Weight Adjusted Census Block Group Summary Statistics.
Note. M = mean; SD = standard deviation; SE = standard error.
We also include a measure for the distance in meters from each block group’s centroid to the respective central business district. U.S. Census Bureau 2010 block groups were then matched to those in 1990. The Integrated Public Use Microdata Series database has 1990 census information reconfigured to 2000 boundaries. Census 2010 block centroids were matched to 2000 block groups and are given their attributes. If block groups split, they are given the same attributes as the centroids for both 2010 block groups that originate in the same 2000 block group. If block groups consolidate, they are given the attributes of the block group where the centroid falls.
Descriptive Statistics
In both cities, block groups that received TIF designation (at any time during the study period) had higher rates of poverty, vacancy rates, higher percentage of people working outside the central city, and had higher proportions of African Americans in 1990. Preweighted summary statistics for employment change over the study period and various neighborhood and land-use characteristics for the treatment and control block groups are provided in Table A in Appendix A (supplementary material available online).
Propensity Score Weighting
As is shown in Table A in Appendix A, the mean difference for every variable was highly statistically significant prior to matching. After matching, the balance is significantly improved. Table 1 shows the postweighted summary statistics. Figure 3 graphically displays the application of the propensity score methodology and its effectiveness in addressing selection bias. The propensity score itself represents the likelihood that a block group would receive a TIF given the similarities in pretreatment characteristics. The top two panels in the figure show the propensity score before the matching process and shows strong regions of support in both locations. The bottom two show the propensity score after the weighting process, displaying the balance in the distributions achieved through the methodology. After applying the propensity weighting procedure, the differences between the treatment and control groups on all observable characteristics were insignificant, indicating that the weighting procedure is reasonably effective in addressing the issue of selection bias. Table B in Appendix B presents the probit estimation results of the first stage of the propensity score matching technique. 19

Application of propensity score weighting. The top two panels show the propensity scores before matching. The bottom two panels show the propensity scores after matching.
Results
Overall, the analysis conducted in this study finds no support for the claim that TIFs generated tangible economic development benefits in either Kansas City or St. Louis. In other words, we do not find evidence that the use of TIF generates economic development opportunities that would not have arisen in the absence of the tax incentive.
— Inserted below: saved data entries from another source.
//! Tests for the registration flow

mod common;

use common::{create_test_server, register_user};
use serde_json::{json, Value};

/// Test: registration creates an unverified account and sends a link
#[tokio::test]
async fn test_register_creates_unverified_account() {
    let (server, mailer, _accounts) = create_test_server();

    let response = server
        .post("/api/auth/register")
        .json(&json!({
            "username": "alice",
            "email": "alice@example.com",
            "password": "Secret123",
            "password_confirmation": "Secret123",
        }))
        .await;

    assert_eq!(response.status_code(), 200);
    let body: Value = response.json();
    assert_eq!(body["success"], true);
    assert_eq!(body["email_sent"], true);
    assert!(body["account_id"].as_u64().is_some());

    let token = mailer.get_token("alice@example.com");
    assert!(token.is_some());
    assert_eq!(token.unwrap().len(), 32);
}

/// Test: role hint "artist" is honored, "admin" is rejected
#[tokio::test]
async fn test_register_role_hints() {
    let (server, _mailer, _accounts) = create_test_server();

    let response = server
        .post("/api/auth/register")
        .json(&json!({
            "username": "dj-salt",
            "email": "dj@example.com",
            "password": "Secret123",
            "password_confirmation": "Secret123",
            "role": "artist",
        }))
        .await;
    assert_eq!(response.status_code(), 200);

    // Logging in reports the artist role for post-login routing
    let response = server
        .post("/api/auth/login")
        .json(&json!({ "identifier": "dj-salt", "password": "Secret123" }))
        .await;
    let body: Value = response.json();
    assert_eq!(body["role"], "artist");

    // Admin is never self-assignable
    let response = server
        .post("/api/auth/register")
        .json(&json!({
            "username": "sneaky",
            "email": "sneaky@example.com",
            "password": "Secret123",
            "password_confirmation": "Secret123",
            "role": "admin",
        }))
        .await;
    assert_eq!(response.status_code(), 400);
}

/// Test: duplicate username is a conflict and issues no token
#[tokio::test]
async fn test_duplicate_username_conflict() {
    let (server, mailer, _accounts) = create_test_server();
    register_user(&server, &mailer, "alice", "alice@example.com", "Secret123").await;
    let sent_before = mailer.sent_count();

    let response = server
        .post("/api/auth/register")
        .json(&json!({
            "username": "alice",
            "email": "fresh@example.com",
            "password": "Secret123",
            "password_confirmation": "Secret123",
        }))
        .await;

    assert_eq!(response.status_code(), 409);
    let body: Value = response.json();
    assert_eq!(body["success"], false);
    // No token was issued or mailed for the failed attempt
    assert_eq!(mailer.sent_count(), sent_before);
    assert!(mailer.get_token("fresh@example.com").is_none());
}

/// Test: duplicate email is rejected case-insensitively
#[tokio::test]
async fn test_duplicate_email_conflict_case_insensitive() {
    let (server, mailer, _accounts) = create_test_server();
    register_user(&server, &mailer, "alice", "alice@example.com", "Secret123").await;

    let response = server
        .post("/api/auth/register")
        .json(&json!({
            "username": "alice2",
            "email": "ALICE@example.com",
            "password": "Secret123",
            "password_confirmation": "Secret123",
        }))
        .await;

    assert_eq!(response.status_code(), 409);
}

/// Test: malformed input is rejected with 400
#[tokio::test]
async fn test_validation_errors() {
    let (server, _mailer, _accounts) = create_test_server();

    // Password too short
    let response = server
        .post("/api/auth/register")
        .json(&json!({
            "username": "alice",
            "email": "alice@example.com",
            "password": "short",
            "password_confirmation": "short",
        }))
        .await;
    assert_eq!(response.status_code(), 400);

    // Confirmation mismatch
    let response = server
        .post("/api/auth/register")
        .json(&json!({
            "username": "alice",
            "email": "alice@example.com",
            "password": "Secret123",
            "password_confirmation": "Secret124",
        }))
        .await;
    assert_eq!(response.status_code(), 400);

    // Bad email
    let response = server
        .post("/api/auth/register")
        .json(&json!({
            "username": "alice",
            "email": "not-an-email",
            "password": "Secret123",
            "password_confirmation": "Secret123",
        }))
        .await;
    assert_eq!(response.status_code(), 400);
}

/// Test: mailer failure does not fail registration
#[tokio::test]
async fn test_mailer_failure_is_soft() {
    let (server, mailer, _accounts) = create_test_server();
    mailer.set_failing(true);

    let response = server
        .post("/api/auth/register")
        .json(&json!({
            "username": "alice",
            "email": "alice@example.com",
            "password": "Secret123",
            "password_confirmation": "Secret123",
        }))
        .await;

    assert_eq!(response.status_code(), 200);
    let body: Value = response.json();
    assert_eq!(body["success"], true);
    assert_eq!(body["email_sent"], false);

    // The account exists: logging in works, and a resend recovers the link
    mailer.set_failing(false);
    let response = server
        .post("/api/auth/resend_verification")
        .json(&json!({ "email": "alice@example.com" }))
        .await;
    assert_eq!(response.status_code(), 200);
    let body: Value = response.json();
    assert_eq!(body["email_sent"], true);
    assert!(mailer.get_token("alice@example.com").is_some());
}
Accounting for the different types of potential biases with various specifications and robustness checks discussed below, the results find little or no systematic positive effect of TIFs. To clarify, the analysis performed does not indicate that no economic development occurred in block groups where TIF projects were designated, but that the level of economic activity was not discernably faster than the levels of similar areas where TIF projects were not designated. In other words, the development seen in TIF areas is what would have been expected in the absence of the TIF program. We, conclude, therefore that, in general, the TIF program does not pass the required “but for” test.
Table 2 contains the results of the DiD analysis summarized in Equation (1). Tables 3 through 5 show results of alternative specifications described below. Estimates of the impact of TIF in both Kansas City and St. Louis are presented for both the unweighted (Columns 1 and 3) and propensity-score-weighted (Columns 2 and 4) specifications. The results are also sorted into three panels according to the major set of dependent variables considered. The upper panel contains the estimates on employment across the four categories considered, the middle panel summarizes the impacts on establishments sales activity in the same categories, and the lower panel summarizes the impacts on the number of business establishments in the same categories. The weighted results for all models presented are the preferred specification, as they address the issue of selection bias.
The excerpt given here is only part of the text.